Hoje não quero falar de política, eleições, coligações. Não apontarei defeitos nem (as muitas) qualidades da nossa cidade, que está completando 460 anos. Ao contrário de outros aniversários de São Paulo, desta vez não há discurso.
Tivesse engenho e arte, faria um poema. Mas, neste dia 25, decidi fazer uma oração, agradecer a Deus a oportunidade de ter sido prefeito e trabalhado junto com os paulistanos por uma cidade melhor.
Vitórias que nos trouxeram alegrias, dificuldades que nos deixaram lições… As palavras foram surgindo, vindo do meu interior, emergindo em lembranças da minha infância no bairro de Pinheiros, encontros em família, escola, trabalho, vida pública… Tudo se alternando, passando por vales e planícies até hoje, quando me preparo para novos desafios.
Desculpe-me se este artigo tem esse tom, diferente daquele dos textos da engenharia e da economia que estudei na USP. Ele é diverso da maioria dos discursos e projetos da política, que exige a precisão do planejamento, a frieza dos números e a certeza dos cálculos. Permita-me que ele continue espontâneo, com a fé e os contornos de uma prece.

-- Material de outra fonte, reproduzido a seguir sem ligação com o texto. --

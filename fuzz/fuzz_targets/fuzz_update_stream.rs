//! Fuzz target for arbitrary parameters and update sequences.
//!
//! Construction may reject the parameters, but a constructed test must
//! accept any stream of single and batched updates without panicking and
//! keep its progress within [0, 100].

#![no_main]

use arbitrary::Arbitrary;
use libfuzzer_sys::fuzz_target;
use stmc_core::{
    AfterCompletion, BernoulliCounts, BinarySprt, Gsprt, HypothesisTest, SequentialTest,
    TernarySprt,
};

#[derive(Debug, Arbitrary)]
enum Step {
    Single(bool),
    Batch(u32, u32),
    Reset,
}

#[derive(Debug, Arbitrary)]
struct Input {
    kind: u8,
    threshold: f64,
    alpha: f64,
    beta: f64,
    gamma: f64,
    delta: f64,
    min_samples: u16,
    reevaluate: bool,
    steps: Vec<Step>,
}

fuzz_target!(|input: Input| {
    let policy = if input.reevaluate {
        AfterCompletion::Reevaluate
    } else {
        AfterCompletion::Freeze
    };
    let built = match input.kind % 3 {
        0 => BinarySprt::new(input.threshold, input.alpha, input.beta, input.delta, false)
            .map(|t| HypothesisTest::Sprt(t.with_after_completion(policy))),
        1 => TernarySprt::new(
            input.threshold,
            input.alpha,
            input.beta,
            input.gamma,
            input.delta,
        )
        .map(|t| HypothesisTest::Tsprt(t.with_after_completion(policy))),
        _ => Gsprt::new(input.threshold, input.alpha, input.beta, input.min_samples as u64)
            .map(|t| HypothesisTest::Gsprt(t.with_after_completion(policy))),
    };
    let Ok(mut test) = built else {
        return;
    };

    let mut sampler = BernoulliCounts::new();
    for step in input.steps {
        match step {
            Step::Single(passed) => {
                sampler.push(passed);
                test.update(passed);
            }
            Step::Batch(passed, failed) => {
                sampler.push_counts(passed as u64, failed as u64);
                test.update_counts(passed as u64, failed as u64);
            }
            Step::Reset => {
                sampler = BernoulliCounts::new();
                test.reset();
            }
        }
        let progress = test.progress(test.observations(), &sampler);
        assert!((0.0..=100.0).contains(&progress));
    }
    let _ = test.result_explanation(&sampler);
    let _ = test.compute_missing_parameter_after_sim();
});
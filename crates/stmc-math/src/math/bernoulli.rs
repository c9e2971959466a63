//! Bernoulli likelihoods and Wald's sample-size approximations.
//!
//! The sequential tests observe a stream of pass/fail outcomes, i.e.
//! `x ~ Bernoulli(p)`. This module provides:
//! - Log-likelihood of `k` successes in `n` trials
//! - Kullback-Leibler divergence between two Bernoulli distributions
//! - The expected log-likelihood increment per observation
//! - Wald's average sample number (ASN) for a simple-vs-simple SPRT

use super::stable::{xlog1py, xlogy};

/// Log-likelihood of `k` successes out of `n` Bernoulli(`p`) trials,
/// without the binomial coefficient.
///
/// `k ln p + (n - k) ln(1 - p)` with `0 * ln 0 = 0`, so `p = 0` or `p = 1`
/// are fine as long as the data agrees with them. Returns NaN if `k > n`
/// or `p` is outside `[0, 1]`.
pub fn log_likelihood(k: u64, n: u64, p: f64) -> f64 {
    if k > n || p.is_nan() || !(0.0..=1.0).contains(&p) {
        return f64::NAN;
    }
    let k_f = k as f64;
    let fails = (n - k) as f64;
    xlogy(k_f, p) + xlog1py(fails, -p)
}

/// KL divergence `D(Bern(p) || Bern(q))` in nats.
///
/// Returns `+inf` when `q` puts zero mass where `p` does not, and NaN for
/// arguments outside `[0, 1]`.
pub fn kl_divergence(p: f64, q: f64) -> f64 {
    if p.is_nan() || q.is_nan() || !(0.0..=1.0).contains(&p) || !(0.0..=1.0).contains(&q) {
        return f64::NAN;
    }
    let pos = xlogy(p, p) - xlogy(p, q);
    let neg = xlog1py(1.0 - p, -p) - xlog1py(1.0 - p, -q);
    let kl = pos + neg;
    if kl.is_nan() {
        return f64::INFINITY;
    }
    kl.max(0.0)
}

/// Expected log-likelihood increment of one observation when the true
/// success probability is `p`: `p * q_pos + (1 - p) * q_neg`.
pub fn expected_step(p: f64, q_pos: f64, q_neg: f64) -> f64 {
    p.mul_add(q_pos, (1.0 - p) * q_neg)
}

/// Wald's average sample number for a simple SPRT of H0 `p = p0` against
/// H1 `p = p1` with error rates `alpha` and `beta`.
///
/// Uses the information-theoretic form of Wald's approximation:
/// - under H0: `D(Bern(alpha) || Bern(1 - beta)) / D(p0 || p1)`
/// - under H1: `D(Bern(1 - beta) || Bern(alpha)) / D(p1 || p0)`
///
/// Returns the larger of the two, which is the planning figure a caller
/// should budget for. `+inf` when `p0 == p1`.
pub fn wald_asn(alpha: f64, beta: f64, p0: f64, p1: f64) -> f64 {
    let under_h0 = kl_divergence(alpha, 1.0 - beta) / kl_divergence(p0, p1);
    let under_h1 = kl_divergence(1.0 - beta, alpha) / kl_divergence(p1, p0);
    if under_h0.is_nan() || under_h1.is_nan() {
        return f64::NAN;
    }
    under_h0.max(under_h1)
}

/// Wald's ASN when the true success probability is `p`, for arbitrary `p`
/// away from the boundary-crossing indifference point.
///
/// Uses `E_p[N] ≈ (P_p(reject) * upper + (1 - P_p(reject)) * lower) / E_p[z]`
/// with the operating characteristic approximated by the two simple
/// hypotheses: `P_p0(reject) = alpha`, `P_p1(reject) = 1 - beta`, linearly
/// interpolated in `p` and clamped to `[alpha, 1 - beta]`.
/// Returns `+inf` when the expected step is zero.
pub fn wald_asn_at(alpha: f64, beta: f64, p0: f64, p1: f64, p: f64) -> f64 {
    let (lower, upper) = super::stable::wald_boundaries(alpha, beta);
    let (q_pos, q_neg) = super::stable::log_odds_steps(p0, p1);
    let drift = expected_step(p, q_pos, q_neg);
    if drift == 0.0 {
        return f64::INFINITY;
    }
    let t = ((p - p0) / (p1 - p0)).clamp(0.0, 1.0);
    let reject = (alpha + t * (1.0 - beta - alpha)).clamp(alpha.min(1.0 - beta), alpha.max(1.0 - beta));
    let asn = (reject * upper + (1.0 - reject) * lower) / drift;
    if asn <= 0.0 {
        return f64::INFINITY;
    }
    asn
}
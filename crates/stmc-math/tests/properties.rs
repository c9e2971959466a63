//! Property-based tests for stmc-math numerical functions.
//!
//! Uses proptest to verify mathematical properties hold across many random inputs.

use proptest::prelude::*;
use stmc_math::bernoulli::{expected_step, kl_divergence, log_likelihood, wald_asn};
use stmc_math::{bisect, log_odds_steps, wald_boundaries, weighted_log_sum};

/// Tolerance for floating point comparisons.
const TOL: f64 = 1e-10;

fn approx_eq(a: f64, b: f64, tol: f64) -> bool {
    if a.is_nan() || b.is_nan() {
        return false;
    }
    (a - b).abs() <= tol.max(tol * a.abs().max(b.abs()))
}

// ============================================================================
// Boundaries
// ============================================================================

proptest! {
    #![proptest_config(ProptestConfig::with_cases(500))]

    /// Boundaries straddle zero whenever alpha + beta < 1.
    #[test]
    fn boundaries_straddle_zero(alpha in 1e-9..0.49f64, beta in 1e-9..0.49f64) {
        let (lower, upper) = wald_boundaries(alpha, beta);
        prop_assert!(lower < 0.0, "lower {} for alpha={} beta={}", lower, alpha, beta);
        prop_assert!(upper > 0.0, "upper {} for alpha={} beta={}", upper, alpha, beta);
    }

    /// Swapping the error rates mirrors the boundaries.
    #[test]
    fn boundaries_mirror_on_swap(alpha in 1e-6..0.49f64, beta in 1e-6..0.49f64) {
        let (lower, upper) = wald_boundaries(alpha, beta);
        let (lower_swapped, upper_swapped) = wald_boundaries(beta, alpha);
        prop_assert!(approx_eq(upper, -lower_swapped, TOL));
        prop_assert!(approx_eq(lower, -upper_swapped, TOL));
    }
}

// ============================================================================
// Steps and weighted sums
// ============================================================================

proptest! {
    #![proptest_config(ProptestConfig::with_cases(500))]

    /// Swapping p0 and p1 negates both steps.
    #[test]
    fn steps_antisymmetric(p0 in 0.01..0.99f64, p1 in 0.01..0.99f64) {
        let (qp, qn) = log_odds_steps(p0, p1);
        let (qp_rev, qn_rev) = log_odds_steps(p1, p0);
        prop_assert!(approx_eq(qp, -qp_rev, TOL));
        prop_assert!(approx_eq(qn, -qn_rev, TOL));
    }

    /// Weighted sum equals the log-likelihood difference of the two models.
    #[test]
    fn weighted_sum_matches_likelihoods(
        p0 in 0.05..0.95f64,
        p1 in 0.05..0.95f64,
        k in 0u64..500,
        extra in 0u64..500,
    ) {
        let n = k + extra;
        let (qp, qn) = log_odds_steps(p0, p1);
        let llr = weighted_log_sum(k, qp, extra, qn);
        let direct = log_likelihood(k, n, p1) - log_likelihood(k, n, p0);
        prop_assert!(approx_eq(llr, direct, 1e-8), "llr={} direct={}", llr, direct);
    }

    /// Expected step under the alternative is the KL divergence.
    #[test]
    fn expected_step_is_kl(p0 in 0.05..0.95f64, p1 in 0.05..0.95f64) {
        let (qp, qn) = log_odds_steps(p0, p1);
        prop_assert!(approx_eq(expected_step(p1, qp, qn), kl_divergence(p1, p0), 1e-9));
    }
}

// ============================================================================
// KL divergence and ASN
// ============================================================================

proptest! {
    #![proptest_config(ProptestConfig::with_cases(500))]

    #[test]
    fn kl_non_negative(p in 0.0..=1.0f64, q in 0.001..0.999f64) {
        let kl = kl_divergence(p, q);
        prop_assert!(kl >= 0.0, "kl({}, {}) = {}", p, q, kl);
    }

    /// ASN is positive and finite for separated hypotheses and grows as the
    /// separation shrinks.
    #[test]
    fn asn_monotone_in_separation(
        alpha in 0.001..0.2f64,
        beta in 0.001..0.2f64,
        theta in 0.2..0.7f64,
        delta in 0.02..0.1f64,
    ) {
        let wide = wald_asn(alpha, beta, theta, theta + delta);
        let narrow = wald_asn(alpha, beta, theta, theta + delta / 2.0);
        prop_assert!(wide.is_finite() && wide > 0.0);
        prop_assert!(narrow > wide, "narrow {} <= wide {}", narrow, wide);
    }
}

// ============================================================================
// Root finding
// ============================================================================

proptest! {
    #![proptest_config(ProptestConfig::with_cases(300))]

    #[test]
    fn bisect_recovers_linear_root(root in -100.0..100.0f64, slope in 0.1..10.0f64) {
        let found = bisect(|x| slope * (x - root), -200.0, 200.0, 1e-12, 200).unwrap();
        prop_assert!(approx_eq(found, root, 1e-9), "found {} expected {}", found, root);
    }
}
//! Core math modules.

pub mod bernoulli;
pub mod evidence;
pub mod stable;
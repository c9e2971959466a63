//! STMC configuration loading and validation.
//!
//! This crate provides:
//! - Typed configuration for the sequential hypothesis tests
//! - Config resolution (explicit path → env → XDG → defaults)
//! - Environment overrides for individual parameters
//! - Semantic validation

pub mod resolve;
pub mod validate;

pub use resolve::{load_config, resolve_config_path, ConfigSource};
pub use validate::{validate_config, ValidationError, ValidationResult};

use serde::{Deserialize, Serialize};
use std::path::Path;

/// Default for alpha, beta, gamma and delta when a config leaves them out.
pub const DEFAULT_ERROR_RATE: f64 = 0.01;

/// Default minimum number of iterations before a GSPRT may decide.
pub const DEFAULT_MIN_ITERS: u64 = 10;

/// Supported hypothesis tests.
#[derive(Debug, Clone, Copy, PartialEq, Eq, Hash, Default, Serialize, Deserialize)]
pub enum HypTestName {
    /// Binary sequential probability ratio test.
    #[default]
    #[serde(rename = "SPRT", alias = "sprt")]
    Sprt,
    /// Generalized SPRT against the maximum-likelihood estimate.
    #[serde(rename = "GSPRT", alias = "gsprt")]
    Gsprt,
    /// Ternary SPRT with a "too close to call" outcome.
    #[serde(rename = "TSPRT", alias = "tsprt")]
    Tsprt,
}

impl HypTestName {
    pub const ALL: [HypTestName; 3] = [HypTestName::Sprt, HypTestName::Gsprt, HypTestName::Tsprt];

    pub fn as_str(&self) -> &'static str {
        match self {
            HypTestName::Sprt => "SPRT",
            HypTestName::Gsprt => "GSPRT",
            HypTestName::Tsprt => "TSPRT",
        }
    }

    /// Comma-separated list of accepted names, for error messages.
    pub fn values_to_string() -> String {
        Self::ALL
            .iter()
            .map(|n| n.as_str())
            .collect::<Vec<_>>()
            .join(", ")
    }
}

impl std::str::FromStr for HypTestName {
    type Err = String;

    fn from_str(s: &str) -> Result<Self, Self::Err> {
        match s.trim().to_uppercase().as_str() {
            "SPRT" => Ok(HypTestName::Sprt),
            "GSPRT" => Ok(HypTestName::Gsprt),
            "TSPRT" => Ok(HypTestName::Tsprt),
            _ => Err(format!(
                "unknown hypothesis test '{}', expected one of {}",
                s,
                Self::values_to_string()
            )),
        }
    }
}

impl std::fmt::Display for HypTestName {
    fn fmt(&self, f: &mut std::fmt::Formatter<'_>) -> std::fmt::Result {
        f.write_str(self.as_str())
    }
}

/// What a test does with observations that arrive after it has decided.
#[derive(Debug, Clone, Copy, PartialEq, Eq, Default, Serialize, Deserialize)]
#[serde(rename_all = "snake_case")]
pub enum AfterCompletion {
    /// Keep accumulating the statistic but report the first verdict forever.
    #[default]
    Freeze,
    /// Keep accumulating and re-evaluate the verdict on every query.
    Reevaluate,
}

impl std::str::FromStr for AfterCompletion {
    type Err = String;

    fn from_str(s: &str) -> Result<Self, Self::Err> {
        match s.trim().to_lowercase().as_str() {
            "freeze" | "frozen" => Ok(AfterCompletion::Freeze),
            "reevaluate" | "continue" | "live" => Ok(AfterCompletion::Reevaluate),
            _ => Err(format!("unknown completion policy: {}", s)),
        }
    }
}

impl std::fmt::Display for AfterCompletion {
    fn fmt(&self, f: &mut std::fmt::Formatter<'_>) -> std::fmt::Result {
        match self {
            AfterCompletion::Freeze => write!(f, "freeze"),
            AfterCompletion::Reevaluate => write!(f, "reevaluate"),
        }
    }
}

/// Sequential test configuration.
///
/// Each calibration parameter is optional: a field explicitly set to `null`
/// (JSON) or overridden with `none` (environment) marks the one parameter
/// that should be solved from the others. Fields that are simply absent
/// take their defaults.
#[derive(Debug, Clone, PartialEq, Serialize, Deserialize)]
#[serde(default, deny_unknown_fields)]
pub struct TestConfig {
    pub method: HypTestName,
    /// Type I error probability.
    pub alpha: Option<f64>,
    /// Type II error probability.
    pub beta: Option<f64>,
    /// Error probability of the "too close" decisions (TSPRT only).
    pub gamma: Option<f64>,
    /// Half-width of the indifference region (SPRT/TSPRT only).
    pub delta: Option<f64>,
    /// Planned number of samples; usually the solved parameter.
    pub sample_bound: Option<u64>,
    /// Minimum observations before a GSPRT may decide.
    pub min_iters: u64,
    pub after_completion: AfterCompletion,
}

impl Default for TestConfig {
    fn default() -> Self {
        TestConfig {
            method: HypTestName::Sprt,
            alpha: Some(DEFAULT_ERROR_RATE),
            beta: Some(DEFAULT_ERROR_RATE),
            gamma: Some(DEFAULT_ERROR_RATE),
            delta: Some(DEFAULT_ERROR_RATE),
            sample_bound: None,
            min_iters: DEFAULT_MIN_ITERS,
            after_completion: AfterCompletion::Freeze,
        }
    }
}

impl TestConfig {
    /// Load a config file, choosing the format from the extension
    /// (`.toml` is TOML, anything else is JSON).
    pub fn from_file(path: &Path) -> ValidationResult<Self> {
        let content = std::fs::read_to_string(path).map_err(|e| {
            ValidationError::IoError(format!("Failed to read {}: {}", path.display(), e))
        })?;

        match path.extension().and_then(|e| e.to_str()) {
            Some("toml") => Self::parse_toml(&content),
            _ => Self::parse_json(&content),
        }
    }

    /// Parse a config from a JSON string.
    pub fn parse_json(json: &str) -> ValidationResult<Self> {
        serde_json::from_str(json)
            .map_err(|e| ValidationError::ParseError(format!("Invalid JSON: {}", e)))
    }

    /// Parse a config from a TOML string.
    ///
    /// TOML has no null, so the parameter to be solved is named in an
    /// `unset` list instead, e.g. `unset = ["alpha"]`.
    pub fn parse_toml(src: &str) -> ValidationResult<Self> {
        let raw: TomlConfig = toml::from_str(src)
            .map_err(|e| ValidationError::ParseError(format!("Invalid TOML: {}", e)))?;
        raw.into_config()
    }

    /// Apply `STMC_*` environment overrides on top of this config.
    pub fn apply_env(&mut self) -> ValidationResult<()> {
        resolve::apply_env_overrides(self)
    }
}

/// TOML form of [`TestConfig`]: identical fields plus an `unset` list
/// naming the parameters to solve.
#[derive(Debug, Default, Deserialize)]
#[serde(default, deny_unknown_fields)]
struct TomlConfig {
    method: Option<HypTestName>,
    alpha: Option<f64>,
    beta: Option<f64>,
    gamma: Option<f64>,
    delta: Option<f64>,
    sample_bound: Option<u64>,
    min_iters: Option<u64>,
    after_completion: Option<AfterCompletion>,
    unset: Vec<String>,
}

impl TomlConfig {
    fn into_config(self) -> ValidationResult<TestConfig> {
        let defaults = TestConfig::default();
        let mut config = TestConfig {
            method: self.method.unwrap_or(defaults.method),
            alpha: self.alpha.or(defaults.alpha),
            beta: self.beta.or(defaults.beta),
            gamma: self.gamma.or(defaults.gamma),
            delta: self.delta.or(defaults.delta),
            sample_bound: self.sample_bound,
            min_iters: self.min_iters.unwrap_or(defaults.min_iters),
            after_completion: self.after_completion.unwrap_or(defaults.after_completion),
        };
        for name in &self.unset {
            match name.as_str() {
                "alpha" => config.alpha = None,
                "beta" => config.beta = None,
                "gamma" => config.gamma = None,
                "delta" => config.delta = None,
                "sample_bound" => config.sample_bound = None,
                other => {
                    return Err(ValidationError::InvalidValue {
                        field: "unset".to_string(),
                        message: format!("unknown parameter '{}'", other),
                    })
                }
            }
        }
        Ok(config)
    }
}
//! STMC core: sequential hypothesis tests for statistical model checking.
//!
//! A simulation driver feeds each trial's pass/fail outcome into a test and
//! polls it for a verdict, stopping as soon as the evidence suffices:
//!
//! ```
//! use stmc_core::{BernoulliCounts, BinarySprt, SequentialTest, Verdict};
//!
//! let mut test = BinarySprt::new(0.5, 0.05, 0.05, 0.1, false)?;
//! let mut sampler = BernoulliCounts::new();
//! while !test.completed() {
//!     let passed = true; // one simulation run
//!     sampler.push(passed);
//!     test.update(passed);
//! }
//! assert_eq!(test.verdict(), Verdict::Larger);
//! println!("{}", test.result_explanation(&sampler));
//! # Ok::<(), stmc_core::Error>(())
//! ```

pub mod error;
pub mod logging;
pub mod method;
pub mod params;
pub mod sampler;
pub mod sprt;

pub use error::{Error, ErrorCategory, Result};
pub use method::HypothesisTest;
pub use params::{Design, Parameter, ParameterSet, SolvedParameter};
pub use sampler::{BernoulliCounts, Sampler};
pub use sprt::ternary::combine;
pub use sprt::{
    BinarySprt, BinaryStatus, Gsprt, SequentialTest, TernarySprt, TernaryStatus, TestResult,
    TestState, Verdict,
};

// Re-export configuration types for convenience
pub use stmc_config::{AfterCompletion, HypTestName, TestConfig};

Penso em paulistanos, penso em trabalho. É quase um carimbo, às vezes jocoso, que os brasileiros de São Paulo têm por esse Brasil afora. Sim, paulista gosta de trabalhar, de ir à luta, ver a cidade crescer, superar barreiras, abrir horizontes. Que o trabalho seja sempre, meu Deus, o fermento que traga o sustento, o conforto e o progresso, que una e dignifique homens e mulheres que aqui batalham para o Brasil crescer.
Que os nossos jovens avancem desenvoltos, orgulhosos da nossa metrópole, com seu vestir e falar descolados, irreverentes, livres pelos corredores dos shoppings, pelos parques, ciclovias, praças e avenidas, espaços culturais, como fazíamos nos footings das avenidas do interior, nos largos da igreja, nas quermesses, nos campos onde até hoje soltamos pipas e jogamos futebol…
Que os rolês sigam rolando como vinham sendo até então, na paz, e os jovens possam curtir, consumir e exercer os seus direitos e os seus inconformismos, sem intolerância, sem preconceitos. E dentro da lei.
Que a nossa cidade, meu Deus, conquiste paz e segurança e que o medo da violência, das drogas e do crime seja substituído pela confiança num policiamento firme, sim, mas solidário, que entenda e valorize o convívio e saiba, além de advertir e reprimir, dialogar e educar. E que a fraternidade e humanidade -e não a prepotência e a crueldade- viabilizem a recuperação de presos, julgados e condenados.
Que os níveis de poder se unam e se irmanem, tenham certeza e lucidez no uso da força, sempre sob os limites da lei e sob o império da justiça, para conter o crime que esgarça a confiança da sociedade no Estado. Que planejem, testem e construam juntos, profissionalmente e não episodicamente, políticas públicas de prevenção, contenção, policiamento, enfrentamento. Olho por olho não é segurança, é vingança.
Crueldade não constrói a paz, só exacerba e alimenta o ódio.
Que diante de tantas dificuldades a vencer, nossa São Paulo tenha a fé de Anchieta, a coragem dos bandeirantes e a força dos nossos empreendedores para olhar para o futuro que devemos construir e avançar, pondo abaixo a tristeza das favelas, erguendo mais casas, mais escolas e mais empregos, com mais liberdade para ir e vir, criticar e se expressar…
Que possa, como faço hoje, meu Deus, seguir aplicando todas as minhas forças, cabeça e coração no bem das pessoas, dos brasileiros de São Paulo, cidade e Estado que estarão sempre nas minhas preces. E que sempre me conduza o estímulo de meus pais, que me diziam que “na vida não há problemas grandes, mas problemas a serem resolvidos com grandeza”. Que, enquanto homem público, eu possa manter a determinação de lutar, empreender, revolucionar e sonhar. E que rolem esperança e fraternidade nos caminhos de São Paulo.
Artigo publicado no jornal Folha de S. Paulo em 24 de janeiro de 2014.